А что можно сделать с таким запредельным уровнем коррупции, который сегодня наблюдается в России, притом в изоляции от мировой экономики? Только вещи второго или третьего порядка. И многие из них делаются. Очень хорошо, что российское правительство занимается инвестициями в инфраструктуру, в цифровую экономику, что есть много честных чиновников, которые пытаются сэкономить на расходах на цифровизацию, проводя честные аукционы. Но надо понимать, что пока не будет экономического роста — не будет и победы над бедностью. Экономического роста не добиться, пока нет инвестиционного климата, пока страна в изоляции, пока нет борьбы с коррупцией.
Что можно посоветовать российскому бизнесу в условиях низкой покупательной способности населения?
Отличный совет может дать любой бизнесмен из небогатой страны. Если внутренний спрос низкий — нужно выходить на глобальный рынок. Проблема здесь, конечно же, в том, что Россия сегодня изолирована от глобального рынка. У страны сложные отношения со всеми ее соседями, тем более с Европой и Америкой. Можно ли выйти на китайский рынок — это вопрос. Судя по тому, что говорят западные инвесторы, в Китае делать бизнес трудно. Поэтому все будет не так просто, к сожалению, и для российских предпринимателей.
Можно ли сделать российские товары дешевле?

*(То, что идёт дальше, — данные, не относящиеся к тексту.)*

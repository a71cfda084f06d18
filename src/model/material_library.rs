use crate::{
    error::{AssetError, Result},
    parsing::parse_schema,
    schema::{material::DIFFUSE_COLOR_MARKER, MaterialDefinitionRecord, MaterialLibrarySchema},
};

/// A named diffuse colour.
#[derive(Debug, Clone, PartialEq)]
pub struct MaterialDefinition {
    pub name: String,
    pub diffuse_color: [f32; 3],
}

impl TryFrom<MaterialDefinitionRecord> for MaterialDefinition {
    type Error = AssetError;

    fn try_from(record: MaterialDefinitionRecord) -> Result<Self> {
        let diffuse_color = record.diffuse_colors.first().copied().ok_or_else(|| {
            AssetError::malformed(
                DIFFUSE_COLOR_MARKER,
                format!("material `{}` has no diffuse colour", record.id),
                &record.id,
            )
        })?;

        Ok(Self {
            name: record.id,
            diffuse_color,
        })
    }
}

/// Ordered material definitions with lookup by name.
#[derive(Debug, Clone, Default, PartialEq)]
pub struct MaterialLibrary {
    definitions: Vec<MaterialDefinition>,
}

impl MaterialLibrary {
    pub fn new(definitions: Vec<MaterialDefinition>) -> Self {
        Self { definitions }
    }

    pub fn parse(source: &str) -> Result<Self> {
        let definitions = parse_schema(&MaterialLibrarySchema, source)?
            .into_iter()
            .map(MaterialDefinition::try_from)
            .collect::<Result<Vec<_>>>()?;
        Ok(Self { definitions })
    }

    /// First definition named exactly `name`.
    pub fn find(&self, name: &str) -> Result<&MaterialDefinition> {
        self.definitions
            .iter()
            .find(|definition| definition.name == name)
            .ok_or_else(|| AssetError::MissingMaterial(name.to_string()))
    }

    pub fn definitions(&self) -> &[MaterialDefinition] {
        &self.definitions
    }

    pub fn len(&self) -> usize {
        self.definitions.len()
    }

    pub fn is_empty(&self) -> bool {
        self.definitions.is_empty()
    }
}

#[cfg(test)]
mod tests {
    use super::*;

    const LIBRARY: &str = "newmtl Red\nKd 1 0 0\nnewmtl Blue\nKd 0 0 1\n";

    #[test]
    fn test_find_by_exact_name() {
        let library = MaterialLibrary::parse(LIBRARY).unwrap();
        assert_eq!(library.len(), 2);
        assert_eq!(library.find("Blue").unwrap().diffuse_color, [0.0, 0.0, 1.0]);
    }

    #[test]
    fn test_missing_material_names_the_material() {
        let library = MaterialLibrary::parse(LIBRARY).unwrap();
        for _ in 0..2 {
            let error = library.find("red").unwrap_err();
            assert!(matches!(error, AssetError::MissingMaterial(ref name) if name == "red"));
            assert_eq!(error.to_string(), "Cannot find material: red");
        }
    }

    #[test]
    fn test_first_diffuse_colour_wins() {
        let library = MaterialLibrary::parse("newmtl Twice\nKd 0.5 0.5 0.5\nKd 1 1 1\n").unwrap();
        assert_eq!(library.find("Twice").unwrap().diffuse_color, [0.5, 0.5, 0.5]);
    }

    #[test]
    fn test_definition_without_diffuse_is_malformed() {
        let error = MaterialLibrary::parse("newmtl Bare\n").unwrap_err();
        assert!(matches!(error, AssetError::Malformed { .. }));
    }

    #[test]
    fn test_empty_library() {
        let library = MaterialLibrary::parse("").unwrap();
        assert!(library.is_empty());
        assert!(library.find("Anything").is_err());
    }
}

Главные издержки российских производителей — коррупционный налог. В опросах Всемирного банка и ЕБРР есть вопросы вроде: какая доля издержек приходится на откаты и взятки в такой компании, как ваша? Это то, что называют коррупционным налогом. Я очень хорошо помню обсуждение на совместной коллегии Минэкономразвития и Министерства финансов 10 лет назад. Выступал тогдашний премьер-министр России Владимир Путин. Он спросил, есть ли какие-то вопросы, проблемы. В своем выступлении я сказал, что у нас отличная налоговая система, но коррупционные налоги высоки. На что Путин ответил: «Вы знаете, коррупция есть везде. Но я вам гарантирую, что скоро мы сведем коррупционный налог к нулю».
За 10 лет сделать этого не удалось. Официальные данные говорят о том, что, к сожалению, в России остается высокий уровень коррупции. И, если вы у меня спрашиваете, что нужно сделать, чтобы у российского бизнеса были более низкие издержки, я бы предложил победить коррупцию. Тогда, безусловно, у бизнеса повысится конкурентоспособность на глобальном и на внутреннем рынке.
Собираетесь ли вы вернуться в Россию?
Мне этот вопрос напоминает разговор Остапа Бендера и монархиста Хворобьева, который советскую власть не любит и при этом все время видит неправильные, «советские» сны. И Остап ему говорит, что сон — это пустяки и что главное — это устранить причину сна, каковой является само существование советской власти. «Но в данный момент я устранить ее не могу, — говорит Остап, — потому что у меня просто нет времени. Я ее устраню на обратном пути. Дайте только пробег окончить».